● **PROVIDED RECORDS**:
Segment Open
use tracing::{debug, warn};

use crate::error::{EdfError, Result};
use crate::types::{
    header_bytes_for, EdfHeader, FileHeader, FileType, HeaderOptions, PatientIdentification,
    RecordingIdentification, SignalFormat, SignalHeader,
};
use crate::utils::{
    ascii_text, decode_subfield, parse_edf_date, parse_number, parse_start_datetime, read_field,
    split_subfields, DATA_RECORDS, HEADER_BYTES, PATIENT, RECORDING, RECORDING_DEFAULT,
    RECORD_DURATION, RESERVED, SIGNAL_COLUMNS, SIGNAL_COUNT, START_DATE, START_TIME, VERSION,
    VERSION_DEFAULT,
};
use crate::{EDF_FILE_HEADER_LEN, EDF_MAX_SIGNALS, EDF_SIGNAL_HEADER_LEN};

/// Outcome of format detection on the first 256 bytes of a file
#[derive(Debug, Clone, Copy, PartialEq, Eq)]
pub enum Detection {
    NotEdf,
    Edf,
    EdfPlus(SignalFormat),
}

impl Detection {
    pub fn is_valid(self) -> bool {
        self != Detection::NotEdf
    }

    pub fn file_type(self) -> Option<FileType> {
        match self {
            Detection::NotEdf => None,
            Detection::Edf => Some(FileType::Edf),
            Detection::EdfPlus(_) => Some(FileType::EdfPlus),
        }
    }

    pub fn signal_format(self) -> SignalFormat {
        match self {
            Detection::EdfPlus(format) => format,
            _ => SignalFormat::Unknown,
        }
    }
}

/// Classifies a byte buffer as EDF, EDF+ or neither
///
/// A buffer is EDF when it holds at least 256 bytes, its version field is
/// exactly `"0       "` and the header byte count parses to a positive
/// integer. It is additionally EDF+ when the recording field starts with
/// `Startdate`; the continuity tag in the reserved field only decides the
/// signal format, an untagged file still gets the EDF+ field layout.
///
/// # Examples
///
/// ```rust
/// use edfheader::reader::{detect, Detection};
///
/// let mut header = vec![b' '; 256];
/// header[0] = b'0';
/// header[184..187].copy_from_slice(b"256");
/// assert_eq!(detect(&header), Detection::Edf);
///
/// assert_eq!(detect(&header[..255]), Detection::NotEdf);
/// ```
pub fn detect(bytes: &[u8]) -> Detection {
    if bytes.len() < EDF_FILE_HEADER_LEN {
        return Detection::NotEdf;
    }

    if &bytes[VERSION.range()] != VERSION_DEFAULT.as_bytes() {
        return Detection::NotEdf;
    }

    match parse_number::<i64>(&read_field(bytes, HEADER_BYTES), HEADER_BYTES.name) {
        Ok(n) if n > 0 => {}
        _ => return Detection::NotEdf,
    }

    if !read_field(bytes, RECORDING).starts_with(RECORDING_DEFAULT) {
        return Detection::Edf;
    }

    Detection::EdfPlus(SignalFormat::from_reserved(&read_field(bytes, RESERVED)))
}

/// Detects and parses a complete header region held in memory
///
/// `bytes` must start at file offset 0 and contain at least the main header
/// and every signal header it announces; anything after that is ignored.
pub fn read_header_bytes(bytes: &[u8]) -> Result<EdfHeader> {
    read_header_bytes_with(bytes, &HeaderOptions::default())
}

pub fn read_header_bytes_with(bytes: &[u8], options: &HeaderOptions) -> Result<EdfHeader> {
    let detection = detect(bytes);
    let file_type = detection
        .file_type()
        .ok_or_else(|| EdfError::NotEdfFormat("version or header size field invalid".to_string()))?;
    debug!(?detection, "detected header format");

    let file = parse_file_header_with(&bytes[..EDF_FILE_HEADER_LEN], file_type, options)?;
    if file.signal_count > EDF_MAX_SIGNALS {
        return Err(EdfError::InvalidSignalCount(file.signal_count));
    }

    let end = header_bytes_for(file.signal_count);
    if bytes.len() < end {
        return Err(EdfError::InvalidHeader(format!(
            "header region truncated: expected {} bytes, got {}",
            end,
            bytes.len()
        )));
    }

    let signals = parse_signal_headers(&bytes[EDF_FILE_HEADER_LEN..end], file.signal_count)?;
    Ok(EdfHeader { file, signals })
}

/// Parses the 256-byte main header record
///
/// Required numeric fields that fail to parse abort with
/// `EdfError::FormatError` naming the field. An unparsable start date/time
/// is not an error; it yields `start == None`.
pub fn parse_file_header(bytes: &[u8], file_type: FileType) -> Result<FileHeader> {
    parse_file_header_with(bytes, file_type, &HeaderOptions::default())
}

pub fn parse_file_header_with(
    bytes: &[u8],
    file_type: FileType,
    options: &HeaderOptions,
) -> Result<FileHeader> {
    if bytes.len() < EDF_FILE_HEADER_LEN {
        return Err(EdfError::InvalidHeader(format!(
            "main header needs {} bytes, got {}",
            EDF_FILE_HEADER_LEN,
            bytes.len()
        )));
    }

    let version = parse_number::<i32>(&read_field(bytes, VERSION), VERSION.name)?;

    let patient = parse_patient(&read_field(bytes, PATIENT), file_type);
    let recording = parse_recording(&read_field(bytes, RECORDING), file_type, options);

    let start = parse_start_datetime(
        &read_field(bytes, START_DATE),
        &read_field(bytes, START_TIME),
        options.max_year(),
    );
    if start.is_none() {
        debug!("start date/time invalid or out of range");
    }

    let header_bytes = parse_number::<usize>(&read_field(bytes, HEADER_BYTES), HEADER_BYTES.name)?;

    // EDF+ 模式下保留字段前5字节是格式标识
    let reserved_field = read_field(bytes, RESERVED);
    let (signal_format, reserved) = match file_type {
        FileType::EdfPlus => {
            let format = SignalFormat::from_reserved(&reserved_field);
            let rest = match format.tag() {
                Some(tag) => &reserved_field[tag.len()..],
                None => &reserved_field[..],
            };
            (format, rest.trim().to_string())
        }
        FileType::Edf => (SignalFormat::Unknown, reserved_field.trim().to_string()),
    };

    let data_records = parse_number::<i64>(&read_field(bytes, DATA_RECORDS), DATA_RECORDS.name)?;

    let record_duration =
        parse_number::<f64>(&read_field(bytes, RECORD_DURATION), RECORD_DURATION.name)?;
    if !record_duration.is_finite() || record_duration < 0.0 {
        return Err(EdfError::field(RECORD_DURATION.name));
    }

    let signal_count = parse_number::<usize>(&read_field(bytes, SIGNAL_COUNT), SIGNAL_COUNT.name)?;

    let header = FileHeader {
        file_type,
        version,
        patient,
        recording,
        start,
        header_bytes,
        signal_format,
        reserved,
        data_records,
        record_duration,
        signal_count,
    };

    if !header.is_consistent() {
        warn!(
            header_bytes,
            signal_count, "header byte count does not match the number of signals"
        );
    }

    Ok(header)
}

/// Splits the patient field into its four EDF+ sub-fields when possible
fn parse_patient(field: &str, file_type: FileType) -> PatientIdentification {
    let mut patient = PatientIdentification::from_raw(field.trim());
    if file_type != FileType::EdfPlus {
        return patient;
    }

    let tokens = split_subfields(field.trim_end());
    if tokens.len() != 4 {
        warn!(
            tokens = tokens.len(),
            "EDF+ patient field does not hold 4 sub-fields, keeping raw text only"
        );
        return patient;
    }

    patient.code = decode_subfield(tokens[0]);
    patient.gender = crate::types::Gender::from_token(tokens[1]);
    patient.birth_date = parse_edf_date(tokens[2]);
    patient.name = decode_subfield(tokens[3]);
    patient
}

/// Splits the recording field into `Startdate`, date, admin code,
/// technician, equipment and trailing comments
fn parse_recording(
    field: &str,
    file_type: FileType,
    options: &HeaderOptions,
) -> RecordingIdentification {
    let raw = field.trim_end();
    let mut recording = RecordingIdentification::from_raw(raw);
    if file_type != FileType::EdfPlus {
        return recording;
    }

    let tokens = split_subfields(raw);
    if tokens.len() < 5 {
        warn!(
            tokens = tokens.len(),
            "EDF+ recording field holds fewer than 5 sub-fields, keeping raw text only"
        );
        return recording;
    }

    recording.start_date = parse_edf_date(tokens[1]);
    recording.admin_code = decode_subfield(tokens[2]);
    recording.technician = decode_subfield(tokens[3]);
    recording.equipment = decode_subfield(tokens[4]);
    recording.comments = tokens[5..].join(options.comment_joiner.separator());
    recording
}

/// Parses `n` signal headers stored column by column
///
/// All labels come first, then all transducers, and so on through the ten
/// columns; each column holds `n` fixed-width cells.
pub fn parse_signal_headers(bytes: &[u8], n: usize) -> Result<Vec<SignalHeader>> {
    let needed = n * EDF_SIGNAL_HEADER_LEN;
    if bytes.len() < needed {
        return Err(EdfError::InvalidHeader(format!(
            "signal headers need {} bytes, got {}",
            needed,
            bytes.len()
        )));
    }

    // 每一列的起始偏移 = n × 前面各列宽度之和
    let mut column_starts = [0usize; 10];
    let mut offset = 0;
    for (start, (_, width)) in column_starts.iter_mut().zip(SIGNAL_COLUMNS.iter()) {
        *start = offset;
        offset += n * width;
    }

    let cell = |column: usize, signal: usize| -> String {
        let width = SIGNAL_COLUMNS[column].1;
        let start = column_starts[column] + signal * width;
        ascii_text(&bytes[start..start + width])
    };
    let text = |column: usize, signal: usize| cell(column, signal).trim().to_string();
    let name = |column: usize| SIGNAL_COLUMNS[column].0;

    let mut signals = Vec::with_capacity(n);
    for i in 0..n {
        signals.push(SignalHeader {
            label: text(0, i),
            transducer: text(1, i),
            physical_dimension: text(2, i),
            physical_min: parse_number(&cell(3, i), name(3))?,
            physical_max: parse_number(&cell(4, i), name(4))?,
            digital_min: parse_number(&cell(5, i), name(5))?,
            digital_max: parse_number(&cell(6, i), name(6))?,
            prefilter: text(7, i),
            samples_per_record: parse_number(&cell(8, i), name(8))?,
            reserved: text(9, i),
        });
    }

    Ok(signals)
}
Segment Closed
Segment Open
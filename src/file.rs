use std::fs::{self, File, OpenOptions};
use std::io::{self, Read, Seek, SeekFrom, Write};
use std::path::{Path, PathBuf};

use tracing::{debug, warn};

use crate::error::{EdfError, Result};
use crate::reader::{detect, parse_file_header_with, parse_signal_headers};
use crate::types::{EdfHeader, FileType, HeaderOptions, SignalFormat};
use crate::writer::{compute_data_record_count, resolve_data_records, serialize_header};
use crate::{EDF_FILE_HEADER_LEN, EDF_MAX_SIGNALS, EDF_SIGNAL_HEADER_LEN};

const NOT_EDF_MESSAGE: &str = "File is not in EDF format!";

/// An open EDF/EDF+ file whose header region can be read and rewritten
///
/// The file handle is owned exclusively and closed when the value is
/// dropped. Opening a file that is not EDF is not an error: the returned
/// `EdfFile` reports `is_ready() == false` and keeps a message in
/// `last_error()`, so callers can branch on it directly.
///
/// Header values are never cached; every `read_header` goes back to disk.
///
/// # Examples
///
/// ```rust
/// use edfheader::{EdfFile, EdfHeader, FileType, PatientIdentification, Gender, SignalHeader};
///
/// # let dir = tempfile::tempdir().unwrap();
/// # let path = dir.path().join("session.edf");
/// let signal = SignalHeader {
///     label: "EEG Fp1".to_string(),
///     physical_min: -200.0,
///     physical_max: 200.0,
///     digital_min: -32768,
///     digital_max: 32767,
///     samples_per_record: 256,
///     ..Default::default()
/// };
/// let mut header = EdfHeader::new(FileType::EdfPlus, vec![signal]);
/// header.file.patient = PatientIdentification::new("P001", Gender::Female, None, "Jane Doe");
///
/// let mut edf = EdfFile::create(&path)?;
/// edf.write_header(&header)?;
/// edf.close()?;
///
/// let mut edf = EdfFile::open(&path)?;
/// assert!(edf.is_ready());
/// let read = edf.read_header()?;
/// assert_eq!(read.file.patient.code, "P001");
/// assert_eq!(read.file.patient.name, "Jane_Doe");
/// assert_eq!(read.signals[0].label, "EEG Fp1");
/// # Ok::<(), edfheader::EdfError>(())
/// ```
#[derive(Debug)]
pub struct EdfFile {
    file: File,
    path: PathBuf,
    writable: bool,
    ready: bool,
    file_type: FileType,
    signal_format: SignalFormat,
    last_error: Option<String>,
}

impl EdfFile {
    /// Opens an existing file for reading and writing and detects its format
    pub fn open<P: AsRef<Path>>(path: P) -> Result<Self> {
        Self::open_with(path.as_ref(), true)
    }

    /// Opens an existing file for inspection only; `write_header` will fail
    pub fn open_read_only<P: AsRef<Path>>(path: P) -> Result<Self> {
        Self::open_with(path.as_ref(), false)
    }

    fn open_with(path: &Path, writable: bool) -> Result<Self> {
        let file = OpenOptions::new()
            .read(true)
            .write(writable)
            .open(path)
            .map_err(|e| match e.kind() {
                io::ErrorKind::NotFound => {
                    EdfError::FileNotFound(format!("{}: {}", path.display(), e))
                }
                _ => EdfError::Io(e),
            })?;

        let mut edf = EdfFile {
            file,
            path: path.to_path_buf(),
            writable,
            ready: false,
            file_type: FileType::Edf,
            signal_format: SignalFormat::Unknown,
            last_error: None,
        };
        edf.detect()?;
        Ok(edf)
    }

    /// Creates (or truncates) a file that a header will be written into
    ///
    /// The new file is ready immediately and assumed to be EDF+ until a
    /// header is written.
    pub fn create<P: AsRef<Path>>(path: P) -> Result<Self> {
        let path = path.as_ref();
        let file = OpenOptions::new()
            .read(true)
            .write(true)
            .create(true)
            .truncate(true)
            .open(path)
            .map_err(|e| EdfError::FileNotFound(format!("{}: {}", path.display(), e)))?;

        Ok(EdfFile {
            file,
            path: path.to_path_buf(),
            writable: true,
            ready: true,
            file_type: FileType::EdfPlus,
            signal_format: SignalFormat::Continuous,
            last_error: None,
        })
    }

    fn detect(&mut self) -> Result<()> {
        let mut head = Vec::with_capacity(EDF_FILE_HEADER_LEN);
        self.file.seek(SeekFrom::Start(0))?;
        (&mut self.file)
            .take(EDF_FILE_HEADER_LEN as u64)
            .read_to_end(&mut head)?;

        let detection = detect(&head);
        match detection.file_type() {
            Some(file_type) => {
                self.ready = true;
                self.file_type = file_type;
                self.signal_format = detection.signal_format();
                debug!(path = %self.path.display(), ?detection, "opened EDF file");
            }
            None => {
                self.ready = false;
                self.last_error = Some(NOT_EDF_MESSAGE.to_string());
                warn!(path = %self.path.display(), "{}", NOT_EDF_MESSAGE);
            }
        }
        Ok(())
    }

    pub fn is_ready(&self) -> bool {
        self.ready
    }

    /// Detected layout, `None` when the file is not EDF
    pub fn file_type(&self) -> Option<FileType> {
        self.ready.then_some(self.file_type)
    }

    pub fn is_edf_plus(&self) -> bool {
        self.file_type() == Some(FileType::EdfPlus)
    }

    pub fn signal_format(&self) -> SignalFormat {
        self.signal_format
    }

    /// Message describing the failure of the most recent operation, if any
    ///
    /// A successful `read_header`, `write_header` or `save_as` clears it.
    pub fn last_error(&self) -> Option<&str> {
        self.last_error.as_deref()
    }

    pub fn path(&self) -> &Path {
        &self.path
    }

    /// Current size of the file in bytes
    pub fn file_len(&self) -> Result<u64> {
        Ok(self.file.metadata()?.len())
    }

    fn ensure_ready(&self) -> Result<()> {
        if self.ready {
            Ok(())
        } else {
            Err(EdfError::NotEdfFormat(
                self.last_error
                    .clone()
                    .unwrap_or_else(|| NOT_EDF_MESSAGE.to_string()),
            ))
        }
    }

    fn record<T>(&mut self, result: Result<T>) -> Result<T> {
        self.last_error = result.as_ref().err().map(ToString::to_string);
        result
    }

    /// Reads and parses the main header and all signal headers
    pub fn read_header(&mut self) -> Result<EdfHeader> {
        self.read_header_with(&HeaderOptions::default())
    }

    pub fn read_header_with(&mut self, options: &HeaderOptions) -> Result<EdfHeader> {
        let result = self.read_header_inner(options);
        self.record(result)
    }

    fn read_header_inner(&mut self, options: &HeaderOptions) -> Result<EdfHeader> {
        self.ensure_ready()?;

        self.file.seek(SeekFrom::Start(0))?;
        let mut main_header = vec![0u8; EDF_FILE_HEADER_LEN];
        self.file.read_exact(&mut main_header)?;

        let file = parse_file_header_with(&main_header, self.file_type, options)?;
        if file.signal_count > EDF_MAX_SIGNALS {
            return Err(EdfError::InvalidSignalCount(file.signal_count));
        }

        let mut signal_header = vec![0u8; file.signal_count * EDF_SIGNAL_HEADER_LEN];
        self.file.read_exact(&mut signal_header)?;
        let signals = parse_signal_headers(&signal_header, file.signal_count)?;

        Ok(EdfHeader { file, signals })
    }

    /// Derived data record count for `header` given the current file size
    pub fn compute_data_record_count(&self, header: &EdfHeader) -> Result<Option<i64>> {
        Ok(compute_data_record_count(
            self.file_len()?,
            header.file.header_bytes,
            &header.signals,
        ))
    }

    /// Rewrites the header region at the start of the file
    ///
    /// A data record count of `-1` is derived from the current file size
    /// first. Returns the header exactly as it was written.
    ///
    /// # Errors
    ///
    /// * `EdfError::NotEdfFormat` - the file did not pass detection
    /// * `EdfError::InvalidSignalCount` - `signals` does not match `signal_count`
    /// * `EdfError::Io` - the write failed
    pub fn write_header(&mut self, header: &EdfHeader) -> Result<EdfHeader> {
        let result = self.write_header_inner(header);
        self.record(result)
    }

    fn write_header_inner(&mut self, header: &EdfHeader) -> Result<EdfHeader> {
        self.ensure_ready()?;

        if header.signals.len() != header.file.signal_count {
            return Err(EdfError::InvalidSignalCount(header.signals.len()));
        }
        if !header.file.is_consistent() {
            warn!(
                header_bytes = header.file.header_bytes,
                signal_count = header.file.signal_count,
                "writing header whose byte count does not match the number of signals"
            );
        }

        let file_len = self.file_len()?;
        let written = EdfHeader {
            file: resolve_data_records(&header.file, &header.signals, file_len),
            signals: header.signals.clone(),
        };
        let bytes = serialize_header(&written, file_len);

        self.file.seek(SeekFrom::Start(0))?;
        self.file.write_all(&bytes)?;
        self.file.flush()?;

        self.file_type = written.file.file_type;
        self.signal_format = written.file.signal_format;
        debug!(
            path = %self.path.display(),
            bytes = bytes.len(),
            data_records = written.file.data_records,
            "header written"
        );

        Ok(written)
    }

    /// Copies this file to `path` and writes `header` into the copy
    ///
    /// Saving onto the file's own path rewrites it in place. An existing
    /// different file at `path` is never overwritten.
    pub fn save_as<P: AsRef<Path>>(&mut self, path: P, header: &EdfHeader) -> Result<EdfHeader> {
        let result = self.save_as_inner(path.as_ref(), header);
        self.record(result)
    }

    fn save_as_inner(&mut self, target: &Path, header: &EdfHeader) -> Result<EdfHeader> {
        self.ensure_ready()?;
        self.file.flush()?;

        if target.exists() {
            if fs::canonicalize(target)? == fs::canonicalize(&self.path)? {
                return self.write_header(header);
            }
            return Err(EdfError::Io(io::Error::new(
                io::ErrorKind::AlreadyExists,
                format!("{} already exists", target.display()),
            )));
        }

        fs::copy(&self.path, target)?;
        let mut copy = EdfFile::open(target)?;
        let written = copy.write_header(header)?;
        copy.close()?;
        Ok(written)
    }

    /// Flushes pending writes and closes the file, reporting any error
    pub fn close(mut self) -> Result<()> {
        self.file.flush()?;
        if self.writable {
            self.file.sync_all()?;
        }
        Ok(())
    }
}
Segment Closed
Segment Open
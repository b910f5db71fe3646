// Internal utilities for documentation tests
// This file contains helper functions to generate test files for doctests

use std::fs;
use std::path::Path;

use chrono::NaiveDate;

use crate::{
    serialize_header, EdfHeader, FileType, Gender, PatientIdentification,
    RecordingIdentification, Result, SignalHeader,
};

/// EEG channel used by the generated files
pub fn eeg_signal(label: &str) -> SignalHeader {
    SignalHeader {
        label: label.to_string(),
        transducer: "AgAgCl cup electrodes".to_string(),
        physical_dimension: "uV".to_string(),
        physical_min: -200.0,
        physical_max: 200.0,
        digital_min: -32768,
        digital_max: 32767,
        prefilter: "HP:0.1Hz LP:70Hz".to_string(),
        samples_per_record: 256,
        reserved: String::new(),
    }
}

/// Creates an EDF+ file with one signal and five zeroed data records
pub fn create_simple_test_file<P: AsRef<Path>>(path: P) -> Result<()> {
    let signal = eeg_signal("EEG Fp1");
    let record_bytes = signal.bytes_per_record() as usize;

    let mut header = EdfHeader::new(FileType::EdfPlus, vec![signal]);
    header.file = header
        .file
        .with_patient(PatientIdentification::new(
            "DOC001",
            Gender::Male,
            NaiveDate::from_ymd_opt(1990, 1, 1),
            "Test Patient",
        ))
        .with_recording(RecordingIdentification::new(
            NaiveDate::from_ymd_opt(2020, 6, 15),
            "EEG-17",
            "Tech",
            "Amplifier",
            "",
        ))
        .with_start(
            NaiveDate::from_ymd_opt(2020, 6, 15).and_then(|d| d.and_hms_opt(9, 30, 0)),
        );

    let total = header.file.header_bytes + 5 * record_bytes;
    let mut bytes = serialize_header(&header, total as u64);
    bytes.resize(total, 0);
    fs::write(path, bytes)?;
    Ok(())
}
Segment Closed
● **THE PROBLEM**: Using the material above, return each line in which the word "buffer" occurs.

● **OUTPUT FOR THIS EXERCISE**:
/// Classifies a byte buffer as EDF, EDF+ or neither
/// A buffer is EDF when it holds at least 256 bytes, its version field is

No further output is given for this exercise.